4 Incredible Birthing Rituals From Different Cultures & Countries
As a doula, I often ask people what images come to mind when they think of childbirth. "Screaming," "water breaking," and "running to the hospital" are the typical answers thanks to Hollywood, as so few of us have actually witnessed birth or the postpartum period (unless we are doing it ourselves). And those who have will be the first to tell you—Hollywood mostly gets it wrong! Actually only about 30 percent of people start labor with their water breaking and the average length for first labors is 24 hours, not 24 seconds.
In my profession, I work hard to change perceptions about birth and paint a more realistic picture. But in doing so, I am acutely aware that the picture we are painting is very much related to birth practices in America and in many cases, New York City since it’s where I practice. It’s funny—even though the general "logistics" of it all are the same, the unique ways different cultures approach it may surprise you! Here are some of my favorites traditions I've learned about during my studies and travels.
Bali: Babies can't touch the ground until after 3 months old.
Even though Indonesia has the world’s largest Muslim population, the majority of people in Bali practice a local form of Hinduism. On a recent trip to Bali to visit friends and celebrate their baby, I learned that birth is seen as a rebirth or reincarnation and when babies are born, they are considered to still be in between worlds and viewed as holy. They are believed to be watched over by their "nyama bajang," a team of 108 spirits. To protect the soul while babies are still going through this transition, families don’t allow them to touch the ground for the first 105 days of life to protect them from lower spirits.
After 105 days the family gathers together to celebrate Nyabutan, the ceremony when the baby first touches the ground. The parents are blessed by the family priest and purified with holy water. Canangs, or offerings, are given to the Sun God and the five elements, and the 108 spirits are thanked. The baby is then blessed and is allowed to touch the ground for the first time, followed by a ritual in which the parents carry the baby around three times to represent the passage of birth, life, and death.
Guatemala: Midwives blow into the vagina.
Last year, my business partner, a fellow doula, spent some time in Tecpan, Guatemala, where she learned that traditional midwives will utilize the temazcal, a type of sweat lodge, throughout labor, birth, and the postpartum period. While such extreme heat is not recommended in the States, because these women have a routine practice of using it since infancy (even newborns go in) the thought is their bodies are accustomed to the heat.

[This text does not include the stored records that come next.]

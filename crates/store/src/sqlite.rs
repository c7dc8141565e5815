//! SQLite message store.
//!
//! One table, `messages`, holds every conversation. Rows are read back in
//! insertion order (`iid`), which is also timestamp order for a single writer.
//! The `content_kind` column records whether `content` is plain text or JSON.

use async_trait::async_trait;
use chrono::Utc;
use shopwire_core::error::StoreError;
use shopwire_core::message::{ConversationId, Role};
use shopwire_core::store::{MessageStore, StoredContent, StoredMessage};
use sqlx::sqlite::{SqliteConnectOptions, SqliteJournalMode, SqlitePoolOptions, SqliteSynchronous};
use sqlx::{Row, SqlitePool};
use std::path::Path;
use std::str::FromStr;
use tracing::{debug, info, warn};

/// A SQLite-backed message store.
pub struct SqliteStore {
    pool: SqlitePool,
}

impl SqliteStore {
    /// Open a store from a connection string.
    ///
    /// Pass `"sqlite::memory:"` for an in-process ephemeral database (useful for tests).
    pub async fn new(url: &str) -> Result<Self, StoreError> {
        let options = SqliteConnectOptions::from_str(url)
            .map_err(|e| StoreError::Storage(format!("Invalid SQLite path: {e}")))?;
        Self::connect(options, url).await
    }

    /// Open (creating if needed) a database file.
    pub async fn open(path: &Path) -> Result<Self, StoreError> {
        if let Some(parent) = path.parent().filter(|p| !p.as_os_str().is_empty()) {
            std::fs::create_dir_all(parent)
                .map_err(|e| StoreError::Storage(format!("Failed to create {}: {e}", parent.display())))?;
        }
        let options = SqliteConnectOptions::new().filename(path);
        Self::connect(options, &path.display().to_string()).await
    }

    async fn connect(options: SqliteConnectOptions, label: &str) -> Result<Self, StoreError> {
        let options = options
            .create_if_missing(true)
            .journal_mode(SqliteJournalMode::Wal)
            .synchronous(SqliteSynchronous::Normal);

        let pool = SqlitePoolOptions::new()
            .max_connections(4)
            .connect_with(options)
            .await
            .map_err(|e| StoreError::Storage(format!("Failed to open SQLite: {e}")))?;

        let store = Self { pool };
        store.run_migrations().await?;
        info!("SQLite message store initialized at {label}");
        Ok(store)
    }

    /// Create from an existing pool (useful for testing).
    pub async fn from_pool(pool: SqlitePool) -> Result<Self, StoreError> {
        let store = Self { pool };
        store.run_migrations().await?;
        Ok(store)
    }

    async fn run_migrations(&self) -> Result<(), StoreError> {
        sqlx::query(
            r#"
            CREATE TABLE IF NOT EXISTS messages (
                iid              INTEGER PRIMARY KEY AUTOINCREMENT,
                conversation_id  TEXT NOT NULL,
                role             TEXT NOT NULL,
                content_kind     TEXT NOT NULL DEFAULT 'plain',
                content          TEXT NOT NULL,
                tool_call_id     TEXT,
                created_at       TEXT NOT NULL
            )
            "#,
        )
        .execute(&self.pool)
        .await
        .map_err(|e| StoreError::MigrationFailed(format!("messages table: {e}")))?;

        sqlx::query(
            "CREATE INDEX IF NOT EXISTS idx_messages_conversation ON messages(conversation_id, iid)",
        )
        .execute(&self.pool)
        .await
        .map_err(|e| StoreError::MigrationFailed(format!("conversation index: {e}")))?;

        debug!("SQLite migrations complete");
        Ok(())
    }

    /// Parse a `StoredMessage` from a SQLite row.
    ///
    /// Structured content that no longer parses comes back as plain text.
    fn row_to_message(row: &sqlx::sqlite::SqliteRow) -> Result<StoredMessage, StoreError> {
        let role_str: String = row
            .try_get("role")
            .map_err(|e| StoreError::QueryFailed(format!("role column: {e}")))?;
        let kind: String = row
            .try_get("content_kind")
            .map_err(|e| StoreError::QueryFailed(format!("content_kind column: {e}")))?;
        let raw: String = row
            .try_get("content")
            .map_err(|e| StoreError::QueryFailed(format!("content column: {e}")))?;
        let tool_call_id: Option<String> = row
            .try_get("tool_call_id")
            .map_err(|e| StoreError::QueryFailed(format!("tool_call_id column: {e}")))?;
        let created_at_str: String = row
            .try_get("created_at")
            .map_err(|e| StoreError::QueryFailed(format!("created_at column: {e}")))?;

        let role = Role::parse(&role_str)
            .ok_or_else(|| StoreError::QueryFailed(format!("unknown role '{role_str}'")))?;

        let content = if kind == "structured" {
            match serde_json::from_str(&raw) {
                Ok(value) => StoredContent::Structured(value),
                Err(e) => {
                    warn!(error = %e, "Stored structured content is not valid JSON, using raw text");
                    StoredContent::Plain(raw)
                }
            }
        } else {
            StoredContent::Plain(raw)
        };

        let created_at = chrono::DateTime::parse_from_rfc3339(&created_at_str)
            .map(|dt| dt.with_timezone(&Utc))
            .unwrap_or_else(|_| Utc::now());

        Ok(StoredMessage {
            role,
            content,
            tool_call_id,
            created_at,
        })
    }
}

#[async_trait]
impl MessageStore for SqliteStore {
    fn name(&self) -> &str {
        "sqlite"
    }

    async fn append(
        &self,
        conversation_id: &ConversationId,
        message: StoredMessage,
    ) -> Result<(), StoreError> {
        let content = match &message.content {
            StoredContent::Plain(s) => s.clone(),
            StoredContent::Structured(v) => v.to_string(),
        };

        sqlx::query(
            r#"
            INSERT INTO messages (conversation_id, role, content_kind, content, tool_call_id, created_at)
            VALUES (?1, ?2, ?3, ?4, ?5, ?6)
            "#,
        )
        .bind(conversation_id.as_str())
        .bind(message.role.as_str())
        .bind(message.content.kind())
        .bind(&content)
        .bind(&message.tool_call_id)
        .bind(message.created_at.to_rfc3339())
        .execute(&self.pool)
        .await
        .map_err(|e| StoreError::QueryFailed(format!("insert message: {e}")))?;

        Ok(())
    }

    async fn list(&self, conversation_id: &ConversationId) -> Result<Vec<StoredMessage>, StoreError> {
        let rows = sqlx::query(
            r#"
            SELECT role, content_kind, content, tool_call_id, created_at
            FROM messages
            WHERE conversation_id = ?1
            ORDER BY iid ASC
            "#,
        )
        .bind(conversation_id.as_str())
        .fetch_all(&self.pool)
        .await
        .map_err(|e| StoreError::QueryFailed(format!("list messages: {e}")))?;

        rows.iter().map(Self::row_to_message).collect()
    }
}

Prenatal visits are often performed inside the temazcal and because breath is a midwife's way of communicating and connecting with the higher spirits, you may see the midwife blowing into the pregnant person’s vagina (from a distance) for safe passage.
Colombia: 40 days of rest post-birth.
This might sound crazy to Americans, especially considering one-quarter of mothers in the United States return to work one week after birth and only 5 percent of women in the bottom income get any paid leave. But the Colombian tradition, where I'm from (which is also practiced in other countries in Latin America), called cuarentena, stems from the belief that a new mother’s body is vulnerable and "open" and needs to be protected as it heals.
Traditionally, after you give birth in Colombia you have a big support system of women who will take care of you while you heal and care for your newborn. They cook special meals and clean your house; they change diapers and help you with breastfeeding; they hold the baby while you nap and keep you warm and cozy. (Sounds like a dream, huh?)
Some of the recommended practices and rituals include staying in bed the whole first week and then slowly starting to make your way around the house. You’re only allowed to start leaving the house for short periods of time after 30 days and slowly build up until you’re ready to be out in the world after 40 days. Showers are limited and often replaced by baths with herbs and vaginal steams. The new mother is supposed to stay warm and avoid cold foods to avoid issues with the uterus, menstruation, and future pregnancies. Physical activity is limited—you’re not supposed to bend, carry heavy things, or do any housework (even as much as opening the fridge!).
Vietnam: Pavlovian potty training.
Potty training in America usually starts at about 2 years old with kids being fully trained by the time they are 3 or sometimes older. But I learned from one of the families I worked for with Vietnamese ancestors that babies in Vietnam are potty trained from birth and expected to be diaper-free by the time they are 9 months old.
The tradition in Vietnam, called "Pavlovian Potty-training," is based on caregivers learning to understand cues so that they anticipate when a baby needs to "go." They make special whistling sounds to encourage the baby to pee and get them used to using this form of communication as time goes on. By 3 months, the babies are sitting on the potty and peeing on command to the sound of the whistle.
In the United States some parents are giving this a try by using the Elimination Communication method, which also stems from the idea of recognizing the signs that your baby makes when she is about to go, sitting them on a potty, and using sounds to train them.